MATERIAL SHOWN section start

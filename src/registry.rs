//! Rule registry for named rule predicates.
//!
//! This module provides the [`RuleRegistry`] type that maps rule names used
//! in rule sets (`required`, `minLength`, ...) to the predicates that
//! implement them. Unknown names are looked up here rather than hardcoded in
//! the evaluator, so callers can add their own rules or override built-ins.

use parking_lot::RwLock;
use std::collections::HashMap;
use std::sync::Arc;

use crate::rule::builtin::builtins;
use crate::rule::Rule;

/// Type alias for the rule storage map.
type RuleMap = Arc<RwLock<HashMap<String, Arc<dyn Rule>>>>;

/// A thread-safe registry of named rules.
///
/// # Thread Safety
///
/// The registry uses `Arc<RwLock<...>>` for thread-safe access:
/// - Multiple threads can validate concurrently (read-only access)
/// - Registration operations are serialized (write access)
///
/// Clones share the same storage.
///
/// # Example
///
/// ```rust
/// use formcheck::{RuleError, RuleRegistry, RuleValue};
/// use serde_json::Value;
///
/// let registry = RuleRegistry::new();
/// assert!(registry.contains("minLength"));
///
/// registry
///     .register("even", |value: Option<&Value>, _: &RuleValue| -> Result<bool, RuleError> {
///         Ok(value.and_then(Value::as_i64).is_some_and(|n| n % 2 == 0))
///     })
///     .unwrap();
/// assert!(registry.get("even").is_some());
/// ```
pub struct RuleRegistry {
    rules: RuleMap,
}

impl RuleRegistry {
    /// Creates a registry holding the built-in rules.
    pub fn new() -> Self {
        let registry = Self::empty();
        {
            let mut rules = registry.rules.write();
            for (name, rule) in builtins() {
                rules.insert(name.to_string(), Arc::clone(rule));
            }
        }
        registry
    }

    /// Creates a registry with no rules at all.
    pub fn empty() -> Self {
        Self {
            rules: Arc::new(RwLock::new(HashMap::new())),
        }
    }

    /// Registers a rule under a new name.
    ///
    /// # Errors
    ///
    /// Returns `RegistryError::DuplicateName` if the name is already registered.
    pub fn register<R>(&self, name: impl Into<String>, rule: R) -> Result<(), RegistryError>
    where
        R: Rule + 'static,
    {
        let name = name.into();
        let mut rules = self.rules.write();

        if rules.contains_key(&name) {
            return Err(RegistryError::DuplicateName(name));
        }

        tracing::debug!(rule = %name, "registered rule");
        rules.insert(name, Arc::new(rule));
        Ok(())
    }

    /// Registers a rule, replacing any rule with the same name.
    ///
    /// Returns true if an existing rule was replaced.
    pub fn replace<R>(&self, name: impl Into<String>, rule: R) -> bool
    where
        R: Rule + 'static,
    {
        let name = name.into();
        tracing::debug!(rule = %name, "replaced rule");
        self.rules.write().insert(name, Arc::new(rule)).is_some()
    }

    /// Retrieves a rule by name.
    pub fn get(&self, name: &str) -> Option<Arc<dyn Rule>> {
        self.rules.read().get(name).cloned()
    }

    /// Returns true if a rule with this name is registered.
    pub fn contains(&self, name: &str) -> bool {
        self.rules.read().contains_key(name)
    }

    /// Returns all registered rule names, sorted.
    pub fn names(&self) -> Vec<String> {
        let mut names: Vec<String> = self.rules.read().keys().cloned().collect();
        names.sort();
        names
    }
}

impl Default for RuleRegistry {
    fn default() -> Self {
        Self::new()
    }
}

impl Clone for RuleRegistry {
    fn clone(&self) -> Self {
        Self {
            rules: Arc::clone(&self.rules),
        }
    }
}

/// Errors that can occur during registry operations.
#[derive(Debug, thiserror::Error)]
pub enum RegistryError {
    /// Attempted to register a rule with a name that already exists.
    #[error("rule '{0}' already registered")]
    DuplicateName(String),
}

#[cfg(test)]
mod tests {
    use super::*;
    use crate::rule::{RuleError, RuleValue};
    use serde_json::{json, Value};

    fn always(value: Option<&Value>, _config: &RuleValue) -> Result<bool, RuleError> {
        Ok(value.is_some())
    }

    #[test]
    fn test_new_has_builtins() {
        let registry = RuleRegistry::new();
        for name in ["required", "string", "minLength", "maxLength", "minDate", "maxDate"] {
            assert!(registry.contains(name), "missing builtin {}", name);
        }
    }

    #[test]
    fn test_builtin_instances_are_shared_across_registries() {
        let first = RuleRegistry::new();
        let second = RuleRegistry::new();
        for name in ["pattern", "email", "required"] {
            let a = first.get(name).unwrap();
            let b = second.get(name).unwrap();
            assert!(Arc::ptr_eq(&a, &b), "builtin {} was rebuilt", name);
        }

        // Storage stays per registry
        first.replace("email", always);
        assert!(!Arc::ptr_eq(&first.get("email").unwrap(), &second.get("email").unwrap()));
    }

    #[test]
    fn test_empty_has_nothing() {
        let registry = RuleRegistry::empty();
        assert!(registry.names().is_empty());
        assert!(registry.get("required").is_none());
    }

    #[test]
    fn test_duplicate_registration_fails() {
        let registry = RuleRegistry::new();
        let result = registry.register("required", always);
        assert!(matches!(result, Err(RegistryError::DuplicateName(name)) if name == "required"));
    }

    #[test]
    fn test_replace_overrides_builtin() {
        let registry = RuleRegistry::new();
        assert!(registry.replace("required", always));
        let rule = registry.get("required").unwrap();
        assert!(rule.check(Some(&json!("")), &RuleValue::Bool(true)).unwrap());
    }

    #[test]
    fn test_clones_share_storage() {
        let registry = RuleRegistry::empty();
        let clone = registry.clone();
        clone.register("always", always).unwrap();
        assert!(registry.contains("always"));
        assert_eq!(registry.names(), vec!["always".to_string()]);
    }
}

MATERIAL SHOWN section end

• _WHAT TO PRODUCE_:
For the material, find the number of lines holding the word "second" and give that figure and nothing more.

• _EXERCISE SOLUTION_:
3